Typically, the government delegates the internal development of new townships to developers, while it is supposed to carry out the external development by itself. This could explain why the government is often reluctant to give out licenses for real estate development in areas with little infrastructure. This brings up a ‘sister concern’ of the permit system – the government does not provide nor does not meaningfully enable the private sector to provide the external development of new townships, although here are some exceptions, such as the Dholera and GIFT City towns in Gujarat.

The government’s ‘100 smart cities’ project is a good initiative, but at present, the emphasis is on the government to plan, provide finances and build the infrastructure. This is proving to be difficult, which is perhaps why the government is effectively scaling down the plans in various ways. Thus the expansion in the real estate sector is likely to be smaller and slower than what was initially suggested.

It is important to stress that a zero-sum game is not involved in real estate development. Given the permit system, the loss to prospective home buyers can be far greater than likely gains made by developers, brokers, tax authorities, investors and existing home owners. This is a deadweight loss to the economy as a whole.
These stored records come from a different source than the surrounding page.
//! Layout engine: normalize, squarify and color one hierarchy level, and
//! navigate between levels.

use canopy_core::{Color, LayoutError, NodeRef, Point, Rect, Result};
use serde::{Deserialize, Serialize};
use std::sync::Arc;
use tracing::{debug, debug_span};

use crate::color_map::{AreaRange, ColorMapper, ColorScheme};
use crate::normalize::normalize;
use crate::squarify::squarify;

/// Canvas dimensions in caller units.
#[derive(Debug, Clone, Copy, PartialEq, Serialize, Deserialize)]
#[serde(default)]
pub struct Canvas {
    /// Width
    pub width: f64,
    /// Height
    pub height: f64,
}

impl Canvas {
    /// Create a canvas.
    #[must_use]
    pub const fn new(width: f64, height: f64) -> Self {
        Self { width, height }
    }

    /// Total area.
    #[must_use]
    pub fn area(&self) -> f64 {
        self.width * self.height
    }

    /// Check the dimensions are usable.
    pub fn validate(&self) -> Result<()> {
        let ok = |v: f64| v.is_finite() && v > 0.0;
        if ok(self.width) && ok(self.height) {
            Ok(())
        } else {
            Err(LayoutError::invariant(format!(
                "canvas must have positive finite size, got {} x {}",
                self.width, self.height
            )))
        }
    }
}

impl Default for Canvas {
    fn default() -> Self {
        Self::new(100.0, 100.0)
    }
}

/// A laid-out cell.
#[derive(Debug, Clone, PartialEq)]
pub struct PlacedRectangle {
    /// The node this cell represents.
    pub node: NodeRef,
    /// Position and size as fractions of the canvas.
    pub bounds: Rect,
    /// The node's normalized area, in canvas units.
    pub area: f64,
    /// Fill color.
    pub color: Color,
}

impl PlacedRectangle {
    /// Whether selecting this cell drills down.
    #[must_use]
    pub fn is_navigable(&self) -> bool {
        self.node.is_group()
    }

    fn same_cell(&self, other: &Self) -> bool {
        Arc::ptr_eq(&self.node, &other.node) && self.bounds == other.bounds
    }
}

/// Which level the engine is showing.
#[derive(Debug, Clone, PartialEq)]
pub enum View {
    /// The top-level nodes given at construction.
    Root,
    /// The children of a group node.
    Drilled(NodeRef),
}

/// Treemap layout engine with drill-down navigation.
///
/// Holds the root level for roll-up and the most recent layout for
/// interrogation. Not synchronized: use one engine per thread.
#[derive(Debug, Clone)]
pub struct LayoutEngine {
    canvas: Canvas,
    colors: ColorMapper,
    root_nodes: Vec<NodeRef>,
    current: Vec<PlacedRectangle>,
    trail: Vec<NodeRef>,
}

impl LayoutEngine {
    /// Create an engine and lay out the root level.
    ///
    /// Fails if the canvas is unusable or the root level is degenerate.
    pub fn new(root_nodes: Vec<NodeRef>, canvas: Canvas) -> Result<Self> {
        Self::with_color_scheme(root_nodes, canvas, ColorScheme::default())
    }

    /// Like [`LayoutEngine::new`] with a custom color scheme.
    pub fn with_color_scheme(
        root_nodes: Vec<NodeRef>,
        canvas: Canvas,
        scheme: ColorScheme,
    ) -> Result<Self> {
        canvas.validate()?;
        let mut engine = Self {
            canvas,
            colors: ColorMapper::new(scheme),
            root_nodes,
            current: Vec::new(),
            trail: Vec::new(),
        };
        let roots = engine.root_nodes.clone();
        engine.compute(&roots)?;
        Ok(engine)
    }

    /// Lay out one sibling list and make it the current layout.
    ///
    /// Does not change the view. On error the current layout is kept.
    pub fn compute(&mut self, nodes: &[NodeRef]) -> Result<&[PlacedRectangle]> {
        let _span = debug_span!("compute", nodes = nodes.len()).entered();

        let normalized = normalize(nodes, self.canvas.area())?;
        let range = AreaRange::of(&normalized).ok_or(LayoutError::EmptyLevel)?;
        let placed = squarify(&normalized, self.canvas.width, self.canvas.height)?;

        self.current = placed
            .into_iter()
            .map(|p| PlacedRectangle {
                node: Arc::clone(p.normalized.node),
                bounds: p.bounds,
                area: p.normalized.area,
                color: self.colors.color(p.normalized.node, range, p.normalized.area),
            })
            .collect();

        debug!(cells = self.current.len(), "layout computed");
        Ok(&self.current)
    }

    /// Drill into a cell of the current layout.
    ///
    /// Returns `Ok(false)` for leaf cells, which are not navigable.
    pub fn select_cell(&mut self, rect: &PlacedRectangle) -> Result<bool> {
        if !self.current.iter().any(|r| r.same_cell(rect)) {
            return Err(LayoutError::StaleCell {
                label: rect.node.label.clone(),
            });
        }
        self.drill(Arc::clone(&rect.node))
    }

    /// Drill into the cell at `index` in [`current`](Self::current).
    pub fn select_index(&mut self, index: usize) -> Result<bool> {
        let node = self
            .current
            .get(index)
            .map(|r| Arc::clone(&r.node))
            .ok_or(LayoutError::NoSuchCell {
                index,
                len: self.current.len(),
            })?;
        self.drill(node)
    }

    /// The current cell containing `point` (canvas fractions), if any.
    #[must_use]
    pub fn hit_test(&self, point: Point) -> Option<&PlacedRectangle> {
        self.current.iter().find(|r| r.bounds.contains_point(&point))
    }

    /// Go back to the root level.
    pub fn return_to_root(&mut self) -> Result<&[PlacedRectangle]> {
        debug!(from_depth = self.trail.len(), "returning to root");
        let roots = self.root_nodes.clone();
        self.compute(&roots)?;
        self.trail.clear();
        Ok(&self.current)
    }

    /// Go up one level. At the root this is a no-op.
    pub fn back(&mut self) -> Result<&[PlacedRectangle]> {
        let Some((_, parents)) = self.trail.split_last() else {
            return Ok(&self.current);
        };
        let level = match parents.last() {
            Some(parent) => parent.children.clone(),
            None => self.root_nodes.clone(),
        };
        self.compute(&level)?;
        self.trail.pop();
        Ok(&self.current)
    }

    fn drill(&mut self, node: NodeRef) -> Result<bool> {
        if node.is_leaf() {
            debug!(label = %node.label, "leaf cell selected, nothing to drill into");
            return Ok(false);
        }
        debug!(label = %node.label, children = node.children.len(), "drilling down");
        self.compute(&node.children)?;
        self.trail.push(node);
        Ok(true)
    }

    /// The level being shown.
    #[must_use]
    pub fn view(&self) -> View {
        self.trail
            .last()
            .map_or(View::Root, |node| View::Drilled(Arc::clone(node)))
    }

    /// Group nodes drilled through to reach the current level, outermost first.
    #[must_use]
    pub fn trail(&self) -> &[NodeRef] {
        &self.trail
    }

    /// The most recent layout.
    #[must_use]
    pub fn current(&self) -> &[PlacedRectangle] {
        &self.current
    }

    /// The top-level nodes.
    #[must_use]
    pub fn root_nodes(&self) -> &[NodeRef] {
        &self.root_nodes
    }

    /// Canvas dimensions.
    #[must_use]
    pub const fn canvas(&self) -> Canvas {
        self.canvas
    }

    /// Color mapper in use.
    #[must_use]
    pub const fn colors(&self) -> &ColorMapper {
        &self.colors
    }
}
Although the permit system goes a long way in explaining the high housing market price in urban areas, it also impacts the prices of land in rural areas, albeit indirectly. Given the high price of urban land, farmers and their representatives feel that the price of rural land should also be high. But they are merely following the high price, and are not leading it or causing it.

As parliament considers the real estate bill, apprehensions persist that the new regulations may add to the restrictions already in place as part of the Permit Raj and may act as a dampener on the rapid expansion of the real estate industry even as it protects the relatively well-off who can afford to pay or who have access to loans to pay the high prices.

Gurbachan Singh is an independent economist, and adjunct faculty member, Economics and Planning Unit, Indian Statistical Institute, Delhi Centre.